On top of the delegated proof-of-stake (dPoS) mechanism, Crescent Network adds even more liquidity to staked assets by implementing Liquid Staking. The staked funds remain in escrow, but aren’t locked and inaccessible, as they would be with traditional staking.

Liquid staking tackles the problem of assets remaining dormant by allowing secondary investment opportunities while still giving the user the same power of voting and delegation. Crescent Network’s liquid staking utility consists of whitelisted liquid staking validators that receive equal delegation directly from the liquid staking module. When a user liquid-stakes their CRE, the delegated amount is distributed equally among the set of whitelisted liquid staking validators that can always be managed by governance.

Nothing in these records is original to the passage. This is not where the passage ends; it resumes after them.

//! Logging setup for gemchat.
//!
//! Structured logging through `tracing`, either JSON or human-readable.
//!
//! # Noise Filtering
//!
//! Noisy library modules (hyper, reqwest, h2, rustls, ...) are held at `warn`
//! while gateway logs use the configured level. `RUST_LOG` overrides all of it.

use tracing_subscriber::fmt::format::FmtSpan;
use tracing_subscriber::prelude::*;
use tracing_subscriber::EnvFilter;

/// Library modules filtered to warn level.
pub const NOISY_MODULES: &[&str] = &[
    "hyper",
    "hyper_util",
    "reqwest",
    "h2",
    "rustls",
    "tokio_util",
    "tower_http",
];

/// Build the filter directive string for a base level.
pub fn filter_directives(log_level: &str) -> String {
    let mut directives = String::from(log_level);

    for module in NOISY_MODULES {
        directives.push_str(&format!(",{}=warn", module));
    }

    directives
}

fn build_filter(log_level: &str) -> EnvFilter {
    // RUST_LOG wins when present
    if let Ok(filter) = EnvFilter::try_from_default_env() {
        return filter;
    }

    EnvFilter::new(filter_directives(log_level))
}

/// Initialize logging.
///
/// # Arguments
///
/// * `log_level` - Base log level (trace, debug, info, warn, error)
/// * `log_format` - "json" for structured JSON, anything else for pretty output
///
/// Safe to call more than once; later calls are no-ops.
pub fn init_logging(log_level: &str, log_format: &str) {
    let filter = build_filter(log_level);

    let subscriber = tracing_subscriber::registry().with(filter);

    if log_format == "json" {
        let fmt_layer = tracing_subscriber::fmt::layer()
            .json()
            .with_span_events(FmtSpan::CLOSE)
            .with_current_span(true)
            .with_target(true)
            .with_file(true)
            .with_line_number(true);
        let _ = subscriber.with(fmt_layer).try_init();
    } else {
        let fmt_layer = tracing_subscriber::fmt::layer()
            .with_ansi(true)
            .with_target(true)
            .with_file(false)
            .with_line_number(false);
        let _ = subscriber.with(fmt_layer).try_init();
    }

    tracing::info!(
        log_level = %log_level,
        log_format = %log_format,
        noise_filtered = NOISY_MODULES.len(),
        "Logging initialized"
    );
}

/// Generate a new trace ID for request tracing.
pub fn generate_trace_id() -> String {
    uuid::Uuid::new_v4().to_string()
}

/// Create a tracing span for an API request with business context.
///
/// # Example
///
/// ```ignore
/// let span = request_span!("chat", trace_id, session_id = %session_id);
/// async { /* ... */ }.instrument(span).await;
/// ```
#[macro_export]
macro_rules! request_span {
    ($name:expr, $trace_id:expr) => {
        tracing::info_span!($name, trace_id = %$trace_id)
    };
    ($name:expr, $trace_id:expr, $($field:tt)*) => {
        tracing::info_span!($name, trace_id = %$trace_id, $($field)*)
    };
}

The major advantage of liquid staking is the liquidity of user assets beyond traditional staking. When a user stakes CRE, they receive a token called bCRE (pegged staked representative tokens), which can be invested into other utilities to receive additional rewards. The bCRE represent the amount of CRE delegated plus accumulated staking rewards. By holding bCRE(and/or providing liquidity to a bCRE pair pool), staking rewards are added to a combined liquid staking fund made up of all liquid staked CRE plus rewards, much like a “fund” of a traditional financial institute.

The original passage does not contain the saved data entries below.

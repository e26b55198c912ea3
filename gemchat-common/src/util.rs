//! Utility functions.

/// Truncate a string to at most `max_chars` characters, appending "..." if truncated.
///
/// Cuts on character boundaries, so multi-byte UTF-8 input is safe.
pub fn truncate_with_ellipsis(s: &str, max_chars: usize) -> String {
    match s.char_indices().nth(max_chars) {
        Some((idx, _)) => {
            let truncated = &s[..idx];
            format!("{}...", truncated.trim_end())
        }
        None => s.to_string(),
    }
}

/// Format a byte count as whole mebibytes, e.g. `52428800` → `"50MB"`.
pub fn format_megabytes(bytes: usize) -> String {
    const MB: f64 = 1024.0 * 1024.0;
    format!("{:.0}MB", bytes as f64 / MB)
}

#[cfg(test)]
mod tests {
    use super::*;

    #[test]
    fn test_truncate_with_ellipsis() {
        assert_eq!(truncate_with_ellipsis("hello", 10), "hello");
        assert_eq!(truncate_with_ellipsis("hello world", 5), "hello...");
        assert_eq!(truncate_with_ellipsis("😀😀😀😀", 2), "😀😀...");
        assert_eq!(truncate_with_ellipsis("", 10), "");
    }

    #[test]
    fn test_format_megabytes() {
        assert_eq!(format_megabytes(50 * 1024 * 1024), "50MB");
        assert_eq!(format_megabytes(1024 * 1024), "1MB");
        assert_eq!(format_megabytes(0), "0MB");
    }
}
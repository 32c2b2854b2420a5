//! # Statute Index
//!
//! Turns a penal code (PDF or plain text) into a corpus of individually
//! addressable sections, builds a persistent semantic index over them, and
//! answers free-text questions with the most relevant sections.
//!
//! ## Architecture
//!
//! ```text
//! ┌──────────────┐   ┌──────────────┐   ┌──────────────┐   ┌──────────┐
//! │ Source doc   │──▶│  Structurer  │──▶│ Corpus JSON  │──▶│  Build   │
//! │ PDF / text   │   │ chapter+sect │   │ SectionRecord│   │ embed    │
//! └──────────────┘   └──────────────┘   └──────────────┘   └────┬─────┘
//!                                                               ▼
//!                                  ┌──────────┐           ┌──────────┐
//!                                  │ CLI/HTTP │◀──────────│  SQLite  │
//!                                  │ Retriever│           │  index   │
//!                                  └──────────┘           └──────────┘
//! ```
//!
//! ## Quick Start
//!
//! ```bash
//! statute extract ./penal_code.pdf --out ./data/slpc.json
//! statute build --corpus ./data/slpc.json
//! statute query "punishment for theft" -k 3
//! statute serve
//! ```
//!
//! ## Modules
//!
//! | Module | Purpose |
//! |--------|---------|
//! | [`extract`] | Source document to plain text |
//! | [`structure`] | Line classifier and section parser |
//! | [`corpus`] | Corpus JSON file |
//! | [`models`] | Core data types |
//! | [`config`] | TOML configuration and environment overrides |
//! | [`error`] | Error taxonomy |
//! | [`embedding`] | Embedding provider abstraction |
//! | [`store`] | Storage trait and in-memory backend |
//! | [`sqlite_store`] | SQLite backend |
//! | [`build`] | Collection building |
//! | [`search`] | Retrieval |
//! | [`traits`] | Tool trait and registry |
//! | [`server`] | HTTP tool server |
//! | [`progress`] | Build progress reporting |
//! | [`stats`] | Index statistics |
//! | [`db`] | Database connection |
//! | [`migrate`] | Schema migrations |

pub mod build;
pub mod config;
pub mod corpus;
pub mod db;
pub mod embedding;
pub mod error;
pub mod extract;
pub mod migrate;
pub mod models;
pub mod progress;
pub mod search;
pub mod server;
pub mod sqlite_store;
pub mod stats;
pub mod store;
pub mod structure;
pub mod traits;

bCRE is the representation of proportional ownership in this “liquid staking fund” of delegated assets. The liquid staking rewards add up proportional to the original delegated amount, and users “claim” their original delegated amount plus accrued rewards by liquid unstaking. As a delegated native token, users are eligible to vote on governance just by holding bCRE or having provided liquidity in a bCRE pair pool, while minimizing opportunity cost simultaneously.

Through liquid staking, the user is free to farm by providing liquidity or use other utilities using bCRE, which may lead to increased returns depending on investment preference, all while maintaining full control over voting power. Also, on Crescent Network, users are not forcefully bound by unstaking periods (often 14~21 days on the Cosmos Ecosystem) because along with liquid unstaking(14 days), users also have the option to swap bCRE for various assets.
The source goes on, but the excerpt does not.